[Python-ideas] A new .pyc file format

25 Apr 2008

      Hello

(Sorry if you get this twice, I can't see my original post from gmane)

I want to propose a new .pyc file format. Currently .pyc files use a very
simple format:

- MAGIC number (4 bytes, little-endian)
- last modification time of source file (4 bytes, little-endian)
- code object (marshaled)

The problem is that this format is *too* simple. It can't be changed, nor
can accomodate other fields if desired. I propose using a more flexible
..pyc format (resembling RIFF files with multiple levels). The layout would
be as follows:

- A file contains a sequence of sections.
- A section has an identifier (4 bytes, usually ASCII letters), followed
by its size (4 bytes, not counting the section identifier nor the size
itself), followed by the actual section content.
- The layout inside each section is arbitrary, but it's suggested to use
the same technique: a sequence of (identifier x 4 bytes, size x 4 bytes,
actual value)

The outer section is called "PYCO" (from Python Code, or a contraction of
pyc+pyo) and contains at least 4 subsections:

   - "VERS": import's "MAGIC number", now seen as a "code version number" (4
bytes, same format as before)
   - "DATE": last modification time of source file (4 bytes, same format as
before)
   - "COFL": the code.co_flags attribute (4 bytes)
   - "CODE": the marshaled code object

             4 bytes                 4 bytes
    +-----.-----.-----.-----+-----.-----.-----.-----+
    | "P" | "Y" | "C" | "O" | size of whole section |
    +-----------------------+-----------------------+

    +-----.-----.-----.-----+-----.-----.-----.-----+-----.-----.-----.-----+
    | "V" | "E" | "R" | "S" |   4                   | import "MAGIC number"  
|
    +-----.-----.-----.-----+-----.-----.-----.-----+-----.-----.-----.-----+
    | "D" | "A" | "T" | "E" |   4                   | source file st_mtime   
|
    +-----.-----.-----.-----+-----.-----.-----.-----+-----------------------+
    | "C" | "O" | "F" | "L" |   4                   | code.co_flags          
|
    +-----.-----.-----.-----+-----.-----.-----.-----+-----.-----.-----.-----+
    | "C" | "O" | "D" | "E" | size of marshaled code| marshaled code object  
|
    +-----.-----.-----.-----+-----.-----.-----.-----+     ... ... ...        
|
                                                    |     ... ... ...        
|
                                                    +-----------------------+

New sections -or subsections inside a section- can be defined in the
future. No implied knowledge of section meanings or its structure is
required to read the file; readers can safely skip over sections they
don't understand, and never lost synchronism.

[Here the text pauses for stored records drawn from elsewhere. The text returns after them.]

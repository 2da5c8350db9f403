//! Type descriptors for raw record validation.

use std::fmt;

#[cfg(feature = "serde")]
use serde::{Deserialize, Serialize};

/// Shape of a [`Value`](crate::Value).
///
/// Schemas use this to report what they expected when a raw record field
/// has the wrong shape.
#[derive(Clone, Copy, Debug, PartialEq, Eq, Hash)]
#[cfg_attr(feature = "serde", derive(Serialize, Deserialize))]
pub enum ValueType {
    /// The null type (only value: null).
    Null,
    /// Boolean type.
    Bool,
    /// 64-bit signed integer.
    Int,
    /// 64-bit floating point.
    Float,
    /// Either an int or a float.
    Number,
    /// String type.
    String,
    /// Entity reference type.
    Ref,
    /// Heterogeneous list.
    List,
    /// String-keyed map.
    Map,
}

impl ValueType {
    /// Returns true if a value of shape `actual` satisfies this type.
    #[must_use]
    pub fn accepts(self, actual: ValueType) -> bool {
        match self {
            Self::Number => matches!(actual, Self::Int | Self::Float | Self::Number),
            Self::Float => matches!(actual, Self::Int | Self::Float),
            other => other == actual,
        }
    }
}

impl fmt::Display for ValueType {
    fn fmt(&self, f: &mut fmt::Formatter<'_>) -> fmt::Result {
        let name = match self {
            Self::Null => "null",
            Self::Bool => "bool",
            Self::Int => "int",
            Self::Float => "float",
            Self::Number => "number",
            Self::String => "string",
            Self::Ref => "ref",
            Self::List => "list",
            Self::Map => "map",
        };
        f.write_str(name)
    }
}
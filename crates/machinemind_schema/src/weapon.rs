//! Mech weapons and their firing profiles.

use machinemind_foundation::{EntryType, RawRecord, Result, Value};
use machinemind_registry::{AnyEntry, Live, Loader, OpCtx, RegEntry, Registry};

use crate::common::{Damage, Effects, Range, read_all, save_all};
use crate::deployable::Attachments;
use crate::manufacturer::Manufacturer;
use crate::tag::{TagInstance, read_tags, save_tags};
use crate::unpack;

/// Fields that move from a single-profile packed weapon into its profile.
const PROFILE_FIELDS: [&str; 12] = [
    "type",
    "damage",
    "range",
    "effect",
    "description",
    "on_attack",
    "on_hit",
    "on_crit",
    "actions",
    "bonuses",
    "synergies",
    "counters",
];

/// One firing mode of a weapon.
#[derive(Debug, Clone)]
pub struct WeaponProfile {
    /// Display name.
    pub name: String,
    /// Weapon type (`Rifle`, `Cannon`, `Melee`, ...).
    pub kind: String,
    /// Damage dealt.
    pub damage: Vec<Damage>,
    /// Reach.
    pub range: Vec<Range>,
    /// Rules text.
    pub effect: String,
    /// Lore text.
    pub description: String,
    /// Rules text on attack.
    pub on_attack: String,
    /// Rules text on hit.
    pub on_hit: String,
    /// Rules text on critical hit.
    pub on_crit: String,
    /// Actions, bonuses, synergies, counters.
    pub effects: Effects,
    /// Tags.
    pub tags: Vec<TagInstance>,
}

impl WeaponProfile {
    fn read(loader: &Loader<'_>) -> Result<Self> {
        Ok(Self {
            name: loader.string_or("name", "Default Profile")?,
            kind: loader.string_or("type", "Rifle")?,
            damage: read_all(loader, "damage")?,
            range: read_all(loader, "range")?,
            effect: loader.string_or("effect", "")?,
            description: loader.string_or("description", "")?,
            on_attack: loader.string_or("on_attack", "")?,
            on_hit: loader.string_or("on_hit", "")?,
            on_crit: loader.string_or("on_crit", "")?,
            effects: Effects::load(loader)?,
            tags: read_tags(loader, "tags")?,
        })
    }

    fn to_value(&self) -> Value {
        let record = RawRecord::new()
            .with("name", self.name.as_str())
            .with("type", self.kind.as_str())
            .with("damage", save_all(&self.damage))
            .with("range", save_all(&self.range))
            .with("effect", self.effect.as_str())
            .with("description", self.description.as_str())
            .with("on_attack", self.on_attack.as_str())
            .with("on_hit", self.on_hit.as_str())
            .with("on_crit", self.on_crit.as_str())
            .with("tags", save_tags(&self.tags));
        self.effects.save_into(record).into_value()
    }
}

/// A mech-scale weapon.
#[derive(Debug, Default)]
pub struct MechWeapon {
    /// Semantic id (`mw_assault_rifle`).
    pub id: String,
    /// Display name.
    pub name: String,
    /// Manufacturer (foreign).
    pub source: Option<Live<Manufacturer>>,
    /// Licensing frame name.
    pub license: String,
    /// License rank needed.
    pub license_level: i64,
    /// System point cost.
    pub sp: i64,
    /// Mount size (`Auxiliary`, `Main`, `Heavy`, `Superheavy`).
    pub size: String,
    /// Firing profiles; never empty after unpack.
    pub profiles: Vec<WeaponProfile>,
    /// Index into `profiles` currently in use.
    pub selected_profile: usize,
    /// Cascading (AI gone rogue).
    pub cascading: bool,
    /// Destroyed in combat.
    pub destroyed: bool,
    /// Loaded (for loading weapons).
    pub loaded: bool,
    /// Owned deployables and integrated entries.
    pub attachments: Attachments,
}

impl MechWeapon {
    /// The active profile, if any.
    #[must_use]
    pub fn profile(&self) -> Option<&WeaponProfile> {
        self.profiles.get(self.selected_profile)
    }

    /// Creates a weapon and its inline children from its packed form.
    ///
    /// A packed weapon without `profiles` describes a single profile with
    /// its top-level fields; those move into one profile here.
    ///
    /// # Errors
    ///
    /// Shape errors, or a child or the weapon failing to load.
    pub fn unpack(packed: &RawRecord, reg: &Registry, ctx: &OpCtx) -> Result<Live<Self>> {
        let packed_profiles = match packed.get("profiles") {
            Some(Value::List(_)) => unpack::records(packed, Self::KIND, "profiles")?,
            _ => {
                let profile = PROFILE_FIELDS
                    .iter()
                    .filter_map(|f| packed.get(f).map(|v| (*f, v.clone())))
                    .chain(packed.get("tags").map(|v| ("tags", v.clone())))
                    .chain(packed.get("name").map(|v| ("name", v.clone())))
                    .collect::<RawRecord>();
                vec![profile]
            }
        };
        let mut profiles = Vec::new();
        for p in &packed_profiles {
            let tags = unpack::tags(p, Self::KIND, "tags", reg, ctx)?;
            profiles.push(p.with("tags", tags).into_value());
        }

        let mut fields = PROFILE_FIELDS
            .iter()
            .fold(packed.without("tags"), |rec, f| rec.without(f));
        if let Some(mount) = packed.get("mount").filter(|_| !packed.contains("size")) {
            fields = fields.with("size", mount.clone());
        }
        let fields = fields
            .with("profiles", profiles)
            .with("source", unpack::source(packed, Self::KIND, reg, ctx)?)
            .with("deployables", unpack::deployables(packed, Self::KIND, reg, ctx)?)
            .with("integrated", unpack::integrated(packed, Self::KIND, reg, ctx)?);
        reg.get_cat::<Self>().create_live(ctx, fields)
    }
}

impl RegEntry for MechWeapon {
    const KIND: EntryType = EntryType::MechWeapon;

    fn defaults() -> RawRecord {
        let profile = RawRecord::new()
            .with("name", "Default Profile")
            .with("type", "Rifle")
            .with("effect", "Shoots enemies")
            .with(
                "damage",
                vec![RawRecord::new().with("type", "Kinetic").with("val", "1d6").into_value()],
            )
            .with(
                "range",
                vec![RawRecord::new().with("type", "Range").with("val", 8).into_value()],
            );
        RawRecord::new()
            .with("name", "New Mech Weapon")
            .with("license", "")
            .with("license_level", 0)
            .with("sp", 0)
            .with("size", "Main")
            .with("profiles", vec![profile.into_value()])
            .with("selected_profile", 0)
            .with("cascading", false)
            .with("destroyed", false)
            .with("loaded", false)
    }

    fn load(&mut self, loader: &Loader<'_>) -> Result<()> {
        self.id = loader.string_or("id", "")?;
        self.name = loader.string("name")?;
        self.source = loader.foreign("source")?;
        self.license = loader.string_or("license", "")?;
        self.license_level = loader.int_or("license_level", 0)?;
        self.sp = loader.int_or("sp", 0)?;
        self.size = loader.string_or("size", "Main")?;
        self.profiles = loader
            .record_list("profiles")?
            .iter()
            .map(|p| WeaponProfile::read(&loader.nested(p)))
            .collect::<Result<_>>()?;
        self.selected_profile = usize::try_from(loader.int_or("selected_profile", 0)?).unwrap_or(0);
        self.cascading = loader.bool_or("cascading", false)?;
        self.destroyed = loader.bool_or("destroyed", false)?;
        self.loaded = loader.bool_or("loaded", false)?;
        self.attachments = Attachments::load(loader)?;
        Ok(())
    }

    fn save(&self) -> RawRecord {
        let profiles: Vec<Value> = self.profiles.iter().map(WeaponProfile::to_value).collect();
        let record = RawRecord::new()
            .with("id", self.id.as_str())
            .with("name", self.name.as_str())
            .with("source", self.source.as_ref().map(Live::reg_ref))
            .with("license", self.license.as_str())
            .with("license_level", self.license_level)
            .with("sp", self.sp)
            .with("size", self.size.as_str())
            .with("profiles", profiles)
            .with("selected_profile", i64::try_from(self.selected_profile).unwrap_or(0))
            .with("cascading", self.cascading)
            .with("destroyed", self.destroyed)
            .with("loaded", self.loaded);
        self.attachments.save_into(record)
    }

    fn assoc_entries(&self) -> Vec<AnyEntry> {
        self.attachments.entries()
    }
}
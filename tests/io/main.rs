//! Integration tests for Layer 3: IO
//!
//! Tests for content-pack parsing and intake, and for registry snapshots.

mod fixtures;
mod snapshots;
//! Shared fixtures for schema tests.

use machinemind_foundation::{RawRecord, Value};
use machinemind_registry::{OpCtx, RegEnv, Registry, RegistryConfig};
use machinemind_schema::{Manufacturer, TagTemplate};

pub fn setup() -> (RegEnv, Registry) {
    let env = machinemind_schema::standard_env(RegistryConfig::deterministic(11)).unwrap();
    let reg = env.create_registry("global");
    (env, reg)
}

pub fn record(pairs: &[(&str, Value)]) -> Value {
    pairs
        .iter()
        .map(|(k, v)| (*k, v.clone()))
        .collect::<RawRecord>()
        .into_value()
}

/// Stores the manufacturers and tags most fixtures refer to.
pub fn base_content(reg: &Registry, ctx: &OpCtx) {
    for (id, name) in [("GMS", "GENERAL MASSIVE SYSTEMS"), ("IPS-N", "IPS-NORTHSTAR")] {
        let packed = RawRecord::new().with("id", id).with("name", name);
        Manufacturer::unpack(&packed, reg, ctx).unwrap();
    }
    for (id, name) in [
        ("tg_heat_self", "Heat {VAL} (Self)"),
        ("tg_limited", "Limited {VAL}"),
        ("tg_unique", "Unique"),
    ] {
        TagTemplate::unpack(&RawRecord::new().with("id", id).with("name", name), reg, ctx).unwrap();
    }
}

pub fn tag(id: &str, val: Option<i64>) -> Value {
    match val {
        Some(v) => record(&[("id", Value::from(id)), ("val", Value::Int(v))]),
        None => record(&[("id", Value::from(id))]),
    }
}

Compared with the current format, it has an overhead of 44 bytes.

The format above can replace the current format used for .pyc/.pyo files
(but see below). Of course it's totally incompatible with the old format.
Apart from changing every place where .pyc files are read or written in
the Python sources (not so many, I've identified all of them), 3rd party
libraries and tools using the old format would have to be updated. Perhaps
a new module should be provided to read and write pyc files.
Anyway the change is "safe", in the sense that any old code expecting the
MAGIC number in the first 4 bytes will reject the new format as invalid
and not process it.
Due to this incompatibility, this should be aimed at Python 3.x; I hope we
are on time to implement this for 3.0?

A step further:

Currently, the generated code object depends on the Python version and the
optimize flag; it used to depend on the Unicode flag too, but that's not
the case for Python 3.
The Python version determines the base MAGIC number; the Unicode flag
increments that number by 1; the optimize flag determines the file
extension used (.pyc/.pyo).
With this new format, there is no need to use two different extensions
anymore: all of this can be gathered from the attributes above, so several
variants of the same code object can be stored in a single file. The
importer can choose which one to load based on those attributes. The
selection can be made rather quickly, just the relevant attributes have to
be read actually; all other subsections can be entirely skipped without
further parsing.

Some issues:

- endianness: .pyc files currently store the modification time and magic
number in little-endian; probably one should just stick to it.
- making the size of all sections multiple of 4 may be a good idea, so
marshaled code should be padded with up to 3 NUL bytes at the end.
- section ordering, and subsection ordering inside a section: should not
be relevant; what if one can't seek to an earlier part of the file? (Ok,
unlikely, but currently import.c appears to handle such cases). If "CODE"
comes before any of "VERS", "COFL", "DATE" it should be necesary to rewind
the file to read the code section. The easy fix is to forbid that
situation: "CODE" must come after all of those subsections.
- The co_flags attribute of code objects is now externally visible; future
Python versions should not redefine those flags.
- There is no provision for explicit attribute types: "VERS" is a number,
"CODE" is a marshaled code object... The reader has to *know* that
(although it can completely skip over unknown attributes). No string
attributes were defined (nor required). For the *current* needs, it's
enough as it is. But perhaps in the future this reveals as a shortcoming,
and the .pyc format has to be changed *again*, and I'd hate that.
- Perhaps the source modification date should be stored in a more portable
way?
- a naming problem: currently, the code version number defined in import.c
is called "MAGIC", and is written at the very beginning of the file. It
identifies the file as having a valid code object. In the proposed format,
the file will begin with the letters "PYCO" instead, and the current magic
number is buried inside a subsection... it's not a "magic" anymore, just a
version number, and the "magic" in the sense used by file(1) would be the
4 bytes "PYCO". So the name "MAGIC" should be changed everywhere... it
seems too drastic.
- 32 bits should be enough for all sizes (and 640k should be enough for
all people...)

Implementation:

I don't have a complete implementation yet, but if this format is approved
(as is or with any changes) I could submit a patch. I've made a small but
incompatible modification in the currently used .pyc format in order to
detect all places where this change would impact, and they're not so many
actually.

-- 
Gabriel Genellina